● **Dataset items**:
★ ★ ★ ★ ★

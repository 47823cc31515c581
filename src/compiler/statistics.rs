//! Statistics queries: aggregates over measured values.

use super::filters::{keyword_filter, range_filter, temporal_filter};
use super::schema::{
    document_field_pattern, document_pattern, measurement_patterns, prefixes, DocumentField,
    MeasurementVars, PAPER_VAR,
};
use super::CompileOptions;
use crate::model::ParsedQuery;
use crate::sparql::{avg, count, count_distinct, max, min, var, ExprExt, SelectQuery};

/// Aggregates over the first requested quantity, or a paper count when none.
///
/// Filters are the same as for a search, so the numbers describe exactly
/// the rows a search would return.
pub(super) fn build(parsed: &ParsedQuery, options: &CompileOptions) -> SelectQuery {
    let mut projection = vec![count_distinct(var(PAPER_VAR)).alias("paperCount")];
    if let Some(quantity) = parsed.parameters.keys().next() {
        let normalized = MeasurementVars::for_quantity(*quantity).normalized;
        projection.extend([
            count(var(&normalized)).alias("measurementCount"),
            avg(var(&normalized)).alias("avgValue"),
            min(var(&normalized)).alias("minValue"),
            max(var(&normalized)).alias("maxValue"),
        ]);
    }

    let mut query = SelectQuery::new().select(projection);
    for prefix in prefixes() {
        query = query.prefix(prefix);
    }
    query = query.pattern(document_pattern());

    for (quantity, range) in &parsed.parameters {
        query = query.patterns(measurement_patterns(*quantity));
        if let Some(condition) = range_filter(range) {
            query = query.filter(condition);
        }
    }

    if let Some(temporal) = parsed.temporal_constraint {
        query = query
            .pattern(document_field_pattern(DocumentField::PublicationDate))
            .filter(temporal_filter(temporal, options));
    }

    if let Some(condition) = keyword_filter(&parsed.keywords, options.match_abstract) {
        if options.match_abstract {
            query = query.pattern(document_field_pattern(DocumentField::Abstract));
        }
        query = query.filter(condition);
    }

    query.limit(options.effective_limit())
}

★ ★ ★ ★ ★

● **AIM OF THE TASK**: Write the entries out again in full, exactly as they appear above.

● **SOLUTION TO THE PROBLEM**:
repository 47823cc31515c581
filename src/compiler/statistics.rs
//! Statistics queries: aggregates over measured values.

use super::filters::{keyword_filter, range_filter, temporal_filter};
use super::schema::{
    document_field_pattern, document_pattern, measurement_patterns, prefixes, DocumentField,
    MeasurementVars, PAPER_VAR,
};
use super::CompileOptions;
use crate::model::ParsedQuery;
use crate::sparql::{avg, count, count_distinct, max, min, var, ExprExt, SelectQuery};

/// Aggregates over the first requested quantity, or a paper count when none.
///
/// Filters are the same as for a search, so the numbers describe exactly
/// the rows a search would return.
pub(super) fn build(parsed: &ParsedQuery, options: &CompileOptions) -> SelectQuery {
    let mut projection = vec![count_distinct(var(PAPER_VAR)).alias("paperCount")];
    if let Some(quantity) = parsed.parameters.keys().next() {
        let normalized = MeasurementVars::for_quantity(*quantity).normalized;
        projection.extend([
            count(var(&normalized)).alias("measurementCount"),
            avg(var(&normalized)).alias("avgValue"),
            min(var(&normalized)).alias("minValue"),
            max(var(&normalized)).alias("maxValue"),
        ]);
    }

    let mut query = SelectQuery::new().select(projection);
    for prefix in prefixes() {
        query = query.prefix(prefix);
    }
    query = query.pattern(document_pattern());

    for (quantity, range) in &parsed.parameters {
        query = query.patterns(measurement_patterns(*quantity));
        if let Some(condition) = range_filter(range) {
            query = query.filter(condition);
        }
    }

    if let Some(temporal) = parsed.temporal_constraint {
        query = query
            .pattern(document_field_pattern(DocumentField::PublicationDate))
            .filter(temporal_filter(temporal, options));
    }

    if let Some(condition) = keyword_filter(&parsed.keywords, options.match_abstract) {
        if options.match_abstract {
            query = query.pattern(document_field_pattern(DocumentField::Abstract));
        }
        query = query.filter(condition);
    }

    query.limit(options.effective_limit())
}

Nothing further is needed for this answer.